Klopstock kam aus einer bürgerlichen Familie, die aufgrund des Bankrotts des väterlichen Wirtschaftsunternehmens und damit verbundener Schulden einen sozialen Abstieg in Kauf nehmen mußte. Sein Vater gab 1732 das sichere Amt des fürstlich-mansfeldischen Kommissionsrates in Quedlinburg auf und gründete ein agrarisches Großunternehmen bei Friedeburg/Saale, in einer Zeit, in der sich der Wandel von der Agrar- zur Industriegesellschaft vollzog. Das Unternehmen schlug fehl. Es folgten Schuldenprozesse und soziale Deklassierung. Klopstock war das älteste von 17 Kindern. Dank eines privaten Gönners konnte er von 1739 bis 1745 die Fürstenschule Schulpforta besuchen, die vor allem die klassischen Studien pflegte. Hier las er zum ersten Mal Pyras Lehrgedicht von der wahren Dichtkunst und erwarb seine Vorliebe für antike Autoren, vor allem Homer und Horaz. In seiner Abschiedsrede in Schulpforta forderte Klopstock unter dem Einfluß dichtungstheoretischer Schriften von Johann Jakob Bodmer und Johann Jakob Breitinger die Schaffung eines repräsentativen "deutschen Heldenepos" mit Hinwendung zu religiösen Stoffen.

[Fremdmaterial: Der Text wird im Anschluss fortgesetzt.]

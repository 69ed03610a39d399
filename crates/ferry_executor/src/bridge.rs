//! Promise bridge
//!
//! `pump` is the only place where worker results cross back into the engine.
//! It runs on the script thread, settles every task that ended since the
//! last call in the order they ended, and optionally drains the engine's job
//! queue so `.then` handlers run before it returns.

use crate::executor::{Resolution, Settlement, TaskExecutor};
use crate::task::{panic_message, FailureStage, TaskId, WorkerFailure};
use ferry_core::ScriptEngine;
use std::panic::{self, AssertUnwindSafe};

/// What one `pump` did.
#[derive(Debug, Default, Clone, PartialEq, Eq)]
pub struct PumpReport {
    /// Promises the engine accepted a settlement for.
    pub settled: usize,
    /// Accepted fulfilments. A settlement the engine refused is not counted.
    pub fulfilled: usize,
    /// Accepted rejections, including those for failed builders and panics.
    pub rejected: usize,
    /// Result builders that failed or panicked. Their promises are rejected
    /// with a diagnostic error value.
    pub build_failures: usize,
    /// Work closures that panicked under the reject policy.
    pub worker_panics: usize,
    /// Settlements or jobs the engine reported an error for.
    pub engine_errors: usize,
    pub jobs_executed: usize,
    /// Workers whose work panic escaped. Their promises stay pending.
    pub worker_failures: Vec<WorkerFailure>,
    /// Workers whose end notifier panicked. Their tasks had already ended,
    /// so their promises are settled as usual.
    pub notifier_failures: Vec<WorkerFailure>,
}

impl PumpReport {
    /// Fold a later report into this one.
    pub fn absorb(&mut self, other: PumpReport) {
        self.settled += other.settled;
        self.fulfilled += other.fulfilled;
        self.rejected += other.rejected;
        self.build_failures += other.build_failures;
        self.worker_panics += other.worker_panics;
        self.engine_errors += other.engine_errors;
        self.jobs_executed += other.jobs_executed;
        self.worker_failures.extend(other.worker_failures);
        self.notifier_failures.extend(other.notifier_failures);
    }

    pub fn is_empty(&self) -> bool {
        *self == Self::default()
    }
}

/// Settle every ended task, then drain engine jobs if asked to.
///
/// A failing result builder never aborts the drain: its promise is rejected
/// with an error value and the remaining tasks are still settled.
///
/// # Panics
///
/// When called off the script thread.
pub fn pump<E>(
    executor: &TaskExecutor<E>,
    engine: &E,
    run_pending_engine_jobs: bool,
) -> PumpReport
where
    E: ScriptEngine + 'static,
{
    executor.script_thread().assert_current("pump");
    let mut report = PumpReport::default();

    // Reap first: a notifier panic is only seen here, and the task it
    // belongs to is already on the ended list.
    for failure in executor.reap_workers() {
        match failure.stage {
            FailureStage::Work => {
                tracing::error!(
                    task = %failure.task,
                    message = %failure.message,
                    "worker thread panicked; promise left pending"
                );
                report.worker_failures.push(failure);
            }
            FailureStage::Notifier => {
                tracing::error!(
                    task = %failure.task,
                    message = %failure.message,
                    "end notifier panicked; task result still settles"
                );
                report.notifier_failures.push(failure);
            }
        }
    }

    for task in executor.take_ended() {
        let Some(settlement) = executor.take_settlement(task) else {
            tracing::warn!(task = %task, "ended task has no pending settlement");
            continue;
        };
        settle(engine, task, settlement, &mut report);
    }

    if run_pending_engine_jobs {
        let (executed, failed) = drain_engine_jobs(engine);
        report.jobs_executed = executed;
        report.engine_errors += failed;
    }

    if report.settled > 0 {
        tracing::debug!(
            settled = report.settled,
            fulfilled = report.fulfilled,
            rejected = report.rejected,
            jobs = report.jobs_executed,
            "pump finished"
        );
    }
    report
}

fn settle<E: ScriptEngine>(
    engine: &E,
    task: TaskId,
    settlement: Settlement<E>,
    report: &mut PumpReport,
) {
    let Settlement { promise, resolve } = settlement;
    let handle = promise.handle();

    let resolution = panic::catch_unwind(AssertUnwindSafe(|| resolve(engine)))
        .unwrap_or_else(|payload| {
            let message = panic_message(payload.as_ref());
            Resolution::BuildFailed(format!("result builder panicked: {message}"))
        });

    let (fulfilled, result) = match resolution {
        Resolution::Fulfill(value) => (true, engine.fulfill(handle, value)),
        Resolution::Reject(value) => (false, engine.reject(handle, value)),
        Resolution::BuildFailed(diagnostic) => {
            report.build_failures += 1;
            tracing::error!(task = %task, %diagnostic, "could not build task result; rejecting");
            let result = engine
                .error_value(&diagnostic)
                .and_then(|value| engine.reject(handle, value));
            (false, result)
        }
        Resolution::WorkerPanicked(diagnostic) => {
            report.worker_panics += 1;
            let result = engine
                .error_value(&diagnostic)
                .and_then(|value| engine.reject(handle, value));
            (false, result)
        }
    };

    match result {
        Ok(()) => {
            report.settled += 1;
            if fulfilled {
                report.fulfilled += 1;
            } else {
                report.rejected += 1;
            }
            tracing::trace!(task = %task, promise = %handle, "settled promise");
        }
        Err(err) => {
            report.engine_errors += 1;
            tracing::error!(
                task = %task,
                promise = %handle,
                error = %err,
                "engine refused settlement"
            );
        }
    }
}

/// Run engine jobs until the queue is empty. Returns `(executed, failed)`.
///
/// A job that throws still counts as executed; the drain carries on.
pub fn drain_engine_jobs<E: ScriptEngine + ?Sized>(engine: &E) -> (usize, usize) {
    let mut executed = 0;
    let mut failed = 0;
    while engine.has_pending_job() {
        match engine.execute_pending_job() {
            Ok(true) => executed += 1,
            Ok(false) => break,
            Err(err) => {
                executed += 1;
                failed += 1;
                tracing::warn!(error = %err, "pending engine job failed");
            }
        }
    }
    (executed, failed)
}
//! Reclamation sweeper
//!
//! Releases the native handles of proxies that have become unreachable.
//! Sweeping is never implicit; the embedder runs it at a convenient point on
//! the script thread. Skipping it leaks handles but never corrupts state.

use crate::engine::NativeRelease;
use crate::registry::HandleRegistry;
use serde::{Deserialize, Serialize};

/// How the sweeper learns that a proxy is gone.
#[derive(Debug, Copy, Clone, PartialEq, Eq, Default, Serialize, Deserialize)]
#[serde(rename_all = "snake_case")]
pub enum ReachabilityProbe {
    /// Inspect every record's weak reference before draining the queue.
    #[default]
    WeakCount,
    /// Trust only what the liveness drop queued. Can lag, never double-frees.
    QueueOnly,
}

/// Result of one sweep.
#[derive(Debug, Default, Clone, Copy, PartialEq, Eq)]
pub struct SweepStats {
    /// Records inspected by the probe.
    pub probed: usize,
    /// Records the probe queued itself.
    pub enqueued: usize,
    /// Handles released.
    pub released: usize,
}

pub struct ReclamationSweeper {
    probe: ReachabilityProbe,
}

impl ReclamationSweeper {
    pub fn new(probe: ReachabilityProbe) -> Self {
        Self { probe }
    }

    pub fn probe(&self) -> ReachabilityProbe {
        self.probe
    }

    /// Release every handle whose proxy is confirmed gone.
    pub fn sweep<R>(&self, registry: &HandleRegistry, release: &R) -> SweepStats
    where
        R: NativeRelease + ?Sized,
    {
        let tracking = registry.tracking();
        let mut stats = SweepStats::default();

        if self.probe == ReachabilityProbe::WeakCount {
            let (probed, enqueued) = tracking.probe();
            stats.probed = probed;
            stats.enqueued = enqueued;
        }

        for id in tracking.take_completed() {
            let Some(mut record) = tracking.remove(id) else {
                continue;
            };
            let handle = record.invalidate();
            release.release_native_handle(handle);
            stats.released += 1;
            tracing::debug!(record = %id, handle = %handle, "released native handle");
        }

        if stats.released > 0 {
            tracing::debug!(
                released = stats.released,
                remaining = registry.tracked_count(),
                "reclamation sweep finished"
            );
        }
        stats
    }
}

impl Default for ReclamationSweeper {
    fn default() -> Self {
        Self::new(ReachabilityProbe::default())
    }
}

Immanuel Jakob Pyra verkündete 1737 in seinem Lehrgedicht "Tempel der wahren Dichtkunst" einen priesterlichen entflammten Dichtertyp, der der Poesie neuen Ernst und neue Würde verleihen sollte. Damit distanzierte sich Pyra von den geschlossenen Reimen und kunstvollen Strophen der Anakreontiker und ihren oberflächlich-sinnlichen Reizen, die nur ein "verwöhntes Ohr kitzeln". Stattdessen wünschte er sich eine Poesie, die das Herz rührt und im "Wechselsang gleichgestimmter Seelen" wahre, erlebte Gefühle vermittelt. Der junge Klopstock war von Pyras Gedicht beeindruckt und begann, die alte Idee des weihevollen Dichterpriesters in seinem Werk umzusetzen. Während seines nie beendeten Theologiestudiums an den Universitäten Jena und Leipzig (1745-1748) verfaßte er die ersten drei Verse des Erlösergedichts "Der Messias", sein wohl wichtigstes und bekanntestes Werk:

Sterbliche, kennt ihr die Ehre, die euer Geschlechte verherrlicht, Da der Schöpfer der Welt, als Erlöser, auf Erden gekommen: So hört meinen Gesang, ihr besonders, ihr wenigen Edlen, Teure gesellige Freunde des liebenswürdigen Mittlers, Ihr mit der Zukunft des großen Gerichts vertrauliche Seelen, Hört mit, und singt den ewigen Sohn durch ein göttliches Leben.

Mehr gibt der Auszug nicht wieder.